The Israeli Aircraft Industries (IAI) developed the Machbet in the mid-1990s. It underwent testing by the Israel Defense Forces (IDF) in 1997 and entered operational service in 1998 with the Israeli Air Force (IAF). The IAF was planning to convert all its Hovets to the newer Machbet configuration. Most of the Hovets have already been converted over to the Machbet.

The Machbet upgrade adds an enhanced suite of television and Forward-looking infrared (FLIR) target auto-tracking capability to the Hovet. A unit-level fire coordination and management capability is provided, as well as an interface to a sectorial air surveillance radar for the air targets picture. These all enable it to acquire approaching targets quicker, making the Machbet more effective than its predecessor.

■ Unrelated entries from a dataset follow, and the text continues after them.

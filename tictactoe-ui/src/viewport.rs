//! Logical canvas to window mapping

use crate::Bounds;

/// Maps a fixed logical canvas onto a window of any size, keeping the
/// aspect ratio and centering the result (letterboxing).
#[derive(Debug, Clone, Copy, PartialEq)]
pub struct Viewport {
    logical_width: f32,
    logical_height: f32,
    physical_width: u32,
    physical_height: u32,
}

impl Viewport {
    pub fn new(logical_width: f32, logical_height: f32) -> Self {
        Self {
            logical_width,
            logical_height,
            physical_width: logical_width as u32,
            physical_height: logical_height as u32,
        }
    }

    pub fn resize(&mut self, width: u32, height: u32) {
        self.physical_width = width;
        self.physical_height = height;
    }

    pub fn logical_size(&self) -> (f32, f32) {
        (self.logical_width, self.logical_height)
    }

    pub fn physical_size(&self) -> (u32, u32) {
        (self.physical_width, self.physical_height)
    }

    pub fn scale(&self) -> f32 {
        let sx = self.physical_width as f32 / self.logical_width;
        let sy = self.physical_height as f32 / self.logical_height;
        sx.min(sy)
    }

    /// The region of the window, in physical pixels, the canvas occupies.
    pub fn rect(&self) -> Bounds {
        let scale = self.scale();
        let w = self.logical_width * scale;
        let h = self.logical_height * scale;
        Bounds::new(
            (self.physical_width as f32 - w) / 2.0,
            (self.physical_height as f32 - h) / 2.0,
            w,
            h,
        )
    }

    /// Convert a window position to canvas coordinates. Positions in the
    /// letterbox bars map outside the canvas.
    pub fn to_logical(&self, x: f32, y: f32) -> (f32, f32) {
        let rect = self.rect();
        let scale = self.scale();
        if scale <= 0.0 {
            return (-1.0, -1.0);
        }
        ((x - rect.x()) / scale, (y - rect.y()) / scale)
    }
}

#[cfg(test)]
mod tests {
    use super::*;

    #[test]
    fn test_identity_at_logical_size() {
        let vp = Viewport::new(640.0, 480.0);
        assert_eq!(vp.rect(), Bounds::new(0.0, 0.0, 640.0, 480.0));
        assert_eq!(vp.to_logical(100.0, 50.0), (100.0, 50.0));
    }

    #[test]
    fn test_wide_window_is_pillarboxed() {
        let mut vp = Viewport::new(640.0, 480.0);
        vp.resize(1280, 480);
        assert_eq!(vp.rect(), Bounds::new(320.0, 0.0, 640.0, 480.0));
        assert_eq!(vp.to_logical(320.0, 0.0), (0.0, 0.0));
        assert!(vp.to_logical(10.0, 10.0).0 < 0.0);
    }

    #[test]
    fn test_scaled_window_maps_back() {
        let mut vp = Viewport::new(640.0, 480.0);
        vp.resize(1280, 1000);
        assert_eq!(vp.scale(), 2.0);
        assert_eq!(vp.rect(), Bounds::new(0.0, 20.0, 1280.0, 960.0));
        assert_eq!(vp.to_logical(640.0, 500.0), (320.0, 240.0));
    }

    #[test]
    fn test_minimized_window() {
        let mut vp = Viewport::new(640.0, 480.0);
        vp.resize(0, 0);
        assert_eq!(vp.to_logical(5.0, 5.0), (-1.0, -1.0));
    }
}
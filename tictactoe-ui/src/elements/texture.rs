//! Image and text drawable

use std::path::Path;
use std::rc::Rc;

use thiserror::Error;

use super::Widget;
use crate::{AssetError, Bitmap, Bounds, Color, DrawList, Resources};

const DEFAULT_TEXT_SIZE: f32 = 16.0;
const DEFAULT_TEXT_COLOR: Color = Color::rgb(60, 60, 60);

#[derive(Error, Debug)]
pub enum TextureError {
    #[error("Failed to render text {text:?}: {source}")]
    Text {
        text: String,
        #[source]
        source: AssetError,
    },
    #[error("Failed to load image: {0}")]
    Image(#[source] AssetError),
}

/// A bitmap painted into its bounds, optionally cropped and rotated.
///
/// The bitmap comes either from an image file or from rendering the
/// current text with the shared font. Natural bitmap size
/// ([`Texture::width`], [`Texture::height`]) is independent of the
/// destination bounds.
pub struct Texture {
    bounds: Bounds,
    resources: Rc<Resources>,
    bitmap: Option<Rc<Bitmap>>,
    text: String,
    text_size: f32,
    text_color: Color,
    source: Option<Bounds>,
    angle: f32,
}

impl Texture {
    pub fn new(resources: &Rc<Resources>) -> Self {
        Self {
            bounds: Bounds::default(),
            resources: Rc::clone(resources),
            bitmap: None,
            text: String::new(),
            text_size: DEFAULT_TEXT_SIZE,
            text_color: DEFAULT_TEXT_COLOR,
            source: None,
            angle: 0.0,
        }
    }

    /// A texture showing an already decoded bitmap at its natural size.
    pub fn from_bitmap(resources: &Rc<Resources>, bitmap: Rc<Bitmap>) -> Self {
        let mut texture = Self::new(resources);
        texture.set_bitmap(bitmap);
        texture
    }

    /// Set text, size and color in one go. Call [`Texture::make_text`] afterwards.
    pub fn setup_text(&mut self, text: &str, size: f32, color: Color) {
        self.set_text(text);
        self.set_text_size(size);
        self.set_text_color(color);
    }

    pub fn set_text(&mut self, text: &str) {
        self.text.clear();
        self.text.push_str(text);
    }

    pub fn set_text_size(&mut self, size: f32) {
        self.text_size = size;
    }

    pub fn set_text_color(&mut self, color: Color) {
        self.text_color = color;
    }

    pub fn text(&self) -> &str {
        &self.text
    }

    /// Render the current text into a fresh bitmap.
    ///
    /// On failure the previous bitmap, if any, stays in place.
    pub fn make_text(&mut self) -> Result<(), TextureError> {
        let rasterizer = self
            .resources
            .rasterizer()
            .map_err(|source| TextureError::Text {
                text: self.text.clone(),
                source,
            })?;

        let image = rasterizer.rasterize(&self.text, self.text_size, self.text_color);
        self.set_bitmap(Rc::new(Bitmap::new(image)));
        Ok(())
    }

    /// Decode an image into this texture. On failure the texture is left
    /// without a bitmap and the error is logged.
    pub fn load_image_from_file(&mut self, path: impl AsRef<Path>) -> Result<(), TextureError> {
        match self.resources.image(path) {
            Ok(bitmap) => {
                self.set_bitmap(bitmap);
                Ok(())
            }
            Err(e) => {
                log::error!("{}", e);
                self.bitmap = None;
                Err(TextureError::Image(e))
            }
        }
    }

    /// Replace the bitmap. The destination size follows the new natural size.
    pub fn set_bitmap(&mut self, bitmap: Rc<Bitmap>) {
        self.bounds
            .set_size(bitmap.width() as f32, bitmap.height() as f32);
        self.bitmap = Some(bitmap);
    }

    pub fn bitmap(&self) -> Option<&Rc<Bitmap>> {
        self.bitmap.as_ref()
    }

    pub fn has_bitmap(&self) -> bool {
        self.bitmap.is_some()
    }

    /// Natural width of the bitmap, 0 when absent.
    pub fn width(&self) -> f32 {
        self.bitmap.as_ref().map_or(0.0, |b| b.width() as f32)
    }

    /// Natural height of the bitmap, 0 when absent.
    pub fn height(&self) -> f32 {
        self.bitmap.as_ref().map_or(0.0, |b| b.height() as f32)
    }

    pub fn bounds_mut(&mut self) -> &mut Bounds {
        &mut self.bounds
    }

    pub fn set_rect(&mut self, rect: Bounds) {
        self.bounds = rect;
    }

    pub fn set_source_rect(&mut self, source: Option<Bounds>) {
        self.source = source;
    }

    pub fn set_angle(&mut self, angle: f32) {
        self.angle = angle;
    }

    pub fn angle(&self) -> f32 {
        self.angle
    }

    /// Draw with explicit parameters instead of the stored ones.
    /// `dest` of `None` uses the texture's own bounds.
    pub fn draw_ex(
        &self,
        list: &mut DrawList,
        source: Option<Bounds>,
        dest: Option<Bounds>,
        angle: f32,
    ) {
        if let Some(bitmap) = &self.bitmap {
            list.draw_image(
                Rc::clone(bitmap),
                source,
                dest.unwrap_or(self.bounds),
                angle,
            );
        }
    }
}

impl Widget for Texture {
    fn bounds(&self) -> &Bounds {
        &self.bounds
    }

    fn draw(&self, list: &mut DrawList) {
        self.draw_ex(list, self.source, None, self.angle);
    }
}

#[cfg(test)]
mod tests {
    use super::*;
    use crate::{DrawCommand, GlyphRasterizer};
    use image::RgbaImage;

    /// One pixel per char, `px` pixels tall.
    struct BlockRasterizer;

    impl GlyphRasterizer for BlockRasterizer {
        fn rasterize(&self, text: &str, px: f32, _color: Color) -> RgbaImage {
            RgbaImage::new(text.chars().count().max(1) as u32, px as u32)
        }
    }

    fn stub_resources() -> Rc<Resources> {
        Rc::new(Resources::with_rasterizer(BlockRasterizer))
    }

    #[test]
    fn test_make_text_sizes_bitmap() {
        let resources = stub_resources();
        let mut texture = Texture::new(&resources);
        texture.setup_text("Restart", 16.0, Color::WHITE);
        texture.make_text().unwrap();

        assert_eq!((texture.width(), texture.height()), (7.0, 16.0));
        assert_eq!(texture.bounds().w(), 7.0);
    }

    #[test]
    fn test_failed_make_text_keeps_previous_bitmap() {
        let resources = stub_resources();
        let mut texture = Texture::new(&resources);
        texture.set_text("0");
        texture.make_text().unwrap();
        let before = texture.bitmap().unwrap().id();

        let broken = Rc::new(Resources::new("missing/font.ttf"));
        texture.resources = broken;
        texture.set_text("1");
        assert!(texture.make_text().is_err());
        assert_eq!(texture.bitmap().unwrap().id(), before);
    }

    #[test]
    fn test_failed_image_load_leaves_texture_absent() {
        let resources = stub_resources();
        let mut texture = Texture::new(&resources);
        assert!(texture.load_image_from_file("images/missing.png").is_err());
        assert!(!texture.has_bitmap());

        let mut list = DrawList::new();
        texture.draw(&mut list);
        assert!(list.is_empty());
    }

    #[test]
    fn test_draw_carries_source_and_angle() {
        let resources = stub_resources();
        let mut texture = Texture::from_bitmap(&resources, Rc::new(Bitmap::new(RgbaImage::new(8, 8))));
        texture.set_source_rect(Some(Bounds::new(0.0, 0.0, 4.0, 4.0)));
        texture.set_angle(45.0);
        texture.bounds_mut().set_position(10.0, 10.0);

        let mut list = DrawList::new();
        texture.draw(&mut list);
        match &list.commands()[0] {
            DrawCommand::Image {
                source, dest, angle, ..
            } => {
                assert_eq!(*source, Some(Bounds::new(0.0, 0.0, 4.0, 4.0)));
                assert_eq!(*dest, Bounds::new(10.0, 10.0, 8.0, 8.0));
                assert_eq!(*angle, 45.0);
            }
            other => panic!("unexpected command {:?}", other),
        }
    }
}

While the intended role of the Machbet is the shooting down of aircraft approaching at low altitudes, it has been also found useful in urban warfare and ground fire support in general.

==Operator==
- Israel – following the closing of tactical Anti-Air units in the IDF, both the VADS and the upgraded VADS ('hovet', fitted with stingers) were retired in 2006. In 2024 evaluation started for reuse of old VADS units against drone threats.